Abstracts Search 2019

P123 The fully-automated LIAISON Calprotectin immunoassay from DiaSorin can distinguish between IBD and IBS patients

R. Vicente Steijn*1, J. M. Jansen2, R. Bisheshar1, M. Romeijn1, I-A. Haagen1

1OLVG Lab BV, Laboratory of Hematology and Clinical Chemistry, Amsterdam, The Netherlands, 2OLVG Oost, Department of Gastroenterology and Hepatology, Amsterdam, The Netherlands

Background

inflammatory bowel disease (IBD) comprises two major disorders: ulcerative colitis (UC) and Crohn’s disease (CD). These two disorders can be distinguished from irritable bowel syndrome (IBS). In this study, we assessed the performance of the quicker, fully automated calprotectin immunoassay from DiaSorin in IBD diagnosis and follow-up.

Methods

The LIAISON Calprotectin assay from DiaSorin run on the LIAISON XL was analytically and clinically validated and compared with the EliA Calprotectin immunoassay from Thermo Fisher Scientific run on the ImmunoCAP250. The immunoassay from DiaSorin uses recombinant human antigen standards. For the clinical validation, 303 samples were measured from 5 patient groups: UC, CD, IBS, other gastrointestinal diseases (GI) and controls, which consisted of healthy patients with no intestinal disease.

Results

The calprotectin immunoassay of DiaSorin showed good analytical performance. Regarding diagnostic accuracy, patients suffering from an active disease state of IBD showed significant higher concentrations of faecal calprotectin compared with controls as shown in Figure 1

Clinical validation of the DiaSorin LIAISON® Calprotectin assay on the LIAISON®XL.

(UC: 710 ± 921 mg/kg; CD: 967 ± 1243 mg/kg; controls: 11 ± 8 mg/kg). The remaining non-IBD groups showed no significant difference compared with controls (IBS: 23 ± 43 mg/kg; 53 ± 68 mg/kg). Follow-up patients (n = 9) showed a significant decrease in faecal calprotectin after treatment (Figure 2).

Follow-up results before and after treatment.
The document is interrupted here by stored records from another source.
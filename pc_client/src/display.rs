//! Plain-text formatting of server responses for the prompt.

use pickle_cup::auth::User;
use pickle_cup::bracket::{Matchup, render_bracket};
use pickle_cup::matches::MatchSummary;
use pickle_cup::player::{Player, PlayerSummary};
use pickle_cup::team::TeamSummary;
use pickle_cup::tournament::{BracketView, Tournament};

use crate::api_client::PlayerStatsView;

fn name_of(first: &str, last: Option<&str>) -> String {
    match last {
        Some(last) if !last.is_empty() => format!("{first} {last}"),
        _ => first.to_string(),
    }
}

pub fn player_list(players: &[PlayerSummary]) -> String {
    if players.is_empty() {
        return "No players found.".to_string();
    }
    players
        .iter()
        .map(|p| format!("{}  {}", p.id, name_of(&p.first_name, p.last_name.as_deref())))
        .collect::<Vec<_>>()
        .join("\n")
}

pub fn player(player: &Player) -> String {
    match &player.username {
        Some(username) => format!("{} (@{})  {}", player.full_name(), username, player.id),
        None => format!("{}  {}", player.full_name(), player.id),
    }
}

/// Record, win rate and frequent partners
pub fn player_stats(view: &PlayerStatsView) -> String {
    let mut lines = vec![
        name_of(&view.player.first_name, view.player.last_name.as_deref()),
        format!(
            "  Wins: {}  Losses: {}  Played: {}",
            view.stats.wins, view.stats.losses, view.games_played
        ),
        format!("  Win rate: {}", view.win_rate),
    ];

    if view.stats.common_teammates.is_empty() {
        lines.push("  No teammates yet".to_string());
    } else {
        lines.push("  Common teammates:".to_string());
        for mate in &view.stats.common_teammates {
            lines.push(format!(
                "    {} ({} games)",
                name_of(&mate.first_name, mate.last_name.as_deref()),
                mate.games_played_together
            ));
        }
    }
    lines.join("\n")
}

pub fn team_list(teams: &[TeamSummary]) -> String {
    if teams.is_empty() {
        return "You are not on any team yet.".to_string();
    }
    teams
        .iter()
        .map(|team| {
            format!(
                "{}  {} ({} & {})",
                team.id,
                team.name,
                team.player1_username.as_deref().unwrap_or("?"),
                team.player2_username.as_deref().unwrap_or("?")
            )
        })
        .collect::<Vec<_>>()
        .join("\n")
}

pub fn tournament_list(tournaments: &[Tournament]) -> String {
    if tournaments.is_empty() {
        return "No tournaments yet.".to_string();
    }
    tournaments
        .iter()
        .map(|t| {
            format!(
                "{}  {} [{}, {}]",
                t.id,
                t.name,
                t.structure.label(),
                t.status
            )
        })
        .collect::<Vec<_>>()
        .join("\n")
}

pub fn match_list(matches: &[MatchSummary]) -> String {
    if matches.is_empty() {
        return "No matches yet.".to_string();
    }
    matches
        .iter()
        .map(|m| {
            let winner = match m.winner_team_id {
                Some(id) if id == m.team1.id => format!("  winner: {}", m.team1.name),
                Some(id) if id == m.team2.id => format!("  winner: {}", m.team2.name),
                _ => String::new(),
            };
            format!(
                "{}  {}  {} vs {}{}",
                m.id,
                m.date_label(),
                m.team1.name,
                m.team2.name,
                winner
            )
        })
        .collect::<Vec<_>>()
        .join("\n")
}

/// Tournament header followed by its first-round bracket
pub fn bracket(view: &BracketView) -> String {
    let matchups: Vec<Matchup> = view
        .matches
        .iter()
        .map(|m| Matchup {
            team1: m.team1.clone(),
            team2: m.team2.clone(),
        })
        .collect();

    let body = if matchups.is_empty() {
        "No matches have been generated.".to_string()
    } else {
        render_bracket(&matchups)
    };
    format!("{} ({})\n\n{}", view.tournament.name, view.tournament.status, body)
}

pub fn signed_in(user: Option<&User>) -> String {
    match user {
        Some(user) => format!("Signed in as {}", user.email),
        None => "Signed out".to_string(),
    }
}
//! Store call timeout helpers
//!
//! Every round trip to the data service is bounded so a hung connection
//! surfaces as [`StoreError::Timeout`] instead of blocking the caller.

use std::time::Duration;
use tokio::time::timeout;

use super::errors::{StoreError, StoreResult};

/// Default timeout for store queries (5 seconds)
pub const DEFAULT_QUERY_TIMEOUT: Duration = Duration::from_secs(5);

/// Default timeout for batch writes (10 seconds)
pub const DEFAULT_BATCH_TIMEOUT: Duration = Duration::from_secs(10);

/// Execute a store operation with timeout
///
/// # Example
///
/// ```no_run
/// use pickle_cup::db::timeouts::{with_timeout, DEFAULT_QUERY_TIMEOUT};
/// use pickle_cup::db::{MemoryStore, PlayerRepository};
/// # async fn example() -> Result<(), Box<dyn std::error::Error>> {
/// let store = MemoryStore::new();
/// let players = with_timeout(DEFAULT_QUERY_TIMEOUT, store.search_players("ann", 10)).await?;
/// # let _ = players;
/// # Ok(())
/// # }
/// ```
pub async fn with_timeout<F, T>(duration: Duration, future: F) -> StoreResult<T>
where
    F: std::future::Future<Output = StoreResult<T>>,
{
    match timeout(duration, future).await {
        Ok(result) => result,
        Err(_) => Err(StoreError::Timeout(duration)),
    }
}

#[cfg(test)]
mod tests {
    use super::*;

    #[tokio::test]
    async fn test_timeout_constants() {
        assert_eq!(DEFAULT_QUERY_TIMEOUT.as_secs(), 5);
        assert_eq!(DEFAULT_BATCH_TIMEOUT.as_secs(), 10);
    }

    #[tokio::test]
    async fn test_slow_operation_times_out() {
        let result: StoreResult<()> = with_timeout(Duration::from_millis(10), async {
            tokio::time::sleep(Duration::from_millis(200)).await;
            Ok(())
        })
        .await;

        assert!(matches!(result, Err(StoreError::Timeout(d)) if d == Duration::from_millis(10)));
    }

    #[tokio::test]
    async fn test_inner_error_passes_through() {
        let result: StoreResult<()> =
            with_timeout(DEFAULT_QUERY_TIMEOUT, async {
                Err(StoreError::Malformed("bad".to_string()))
            })
            .await;

        assert!(matches!(result, Err(StoreError::Malformed(_))));
    }

    #[tokio::test]
    async fn test_timeout_error_display() {
        let err = StoreError::Timeout(Duration::from_secs(5));
        assert!(err.to_string().contains("timed out"));
        assert!(err.to_string().contains("5s"));
    }
}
At the 50 mg/kg cut-off value, the negative predictive value (NPV) for the LIAISON Calprotectin for detecting IBD was 95% and, respectively, the positive predictive value (PPV) 96% (sensitivity and specificity of 96%) with an area under the curve was 0.97 (p < 0.001).

Conclusion

The LIAISON Calprotectin immunoassay can be used both to distinguish between IBD and non-IBD patients as well as for follow-up of IBD patients.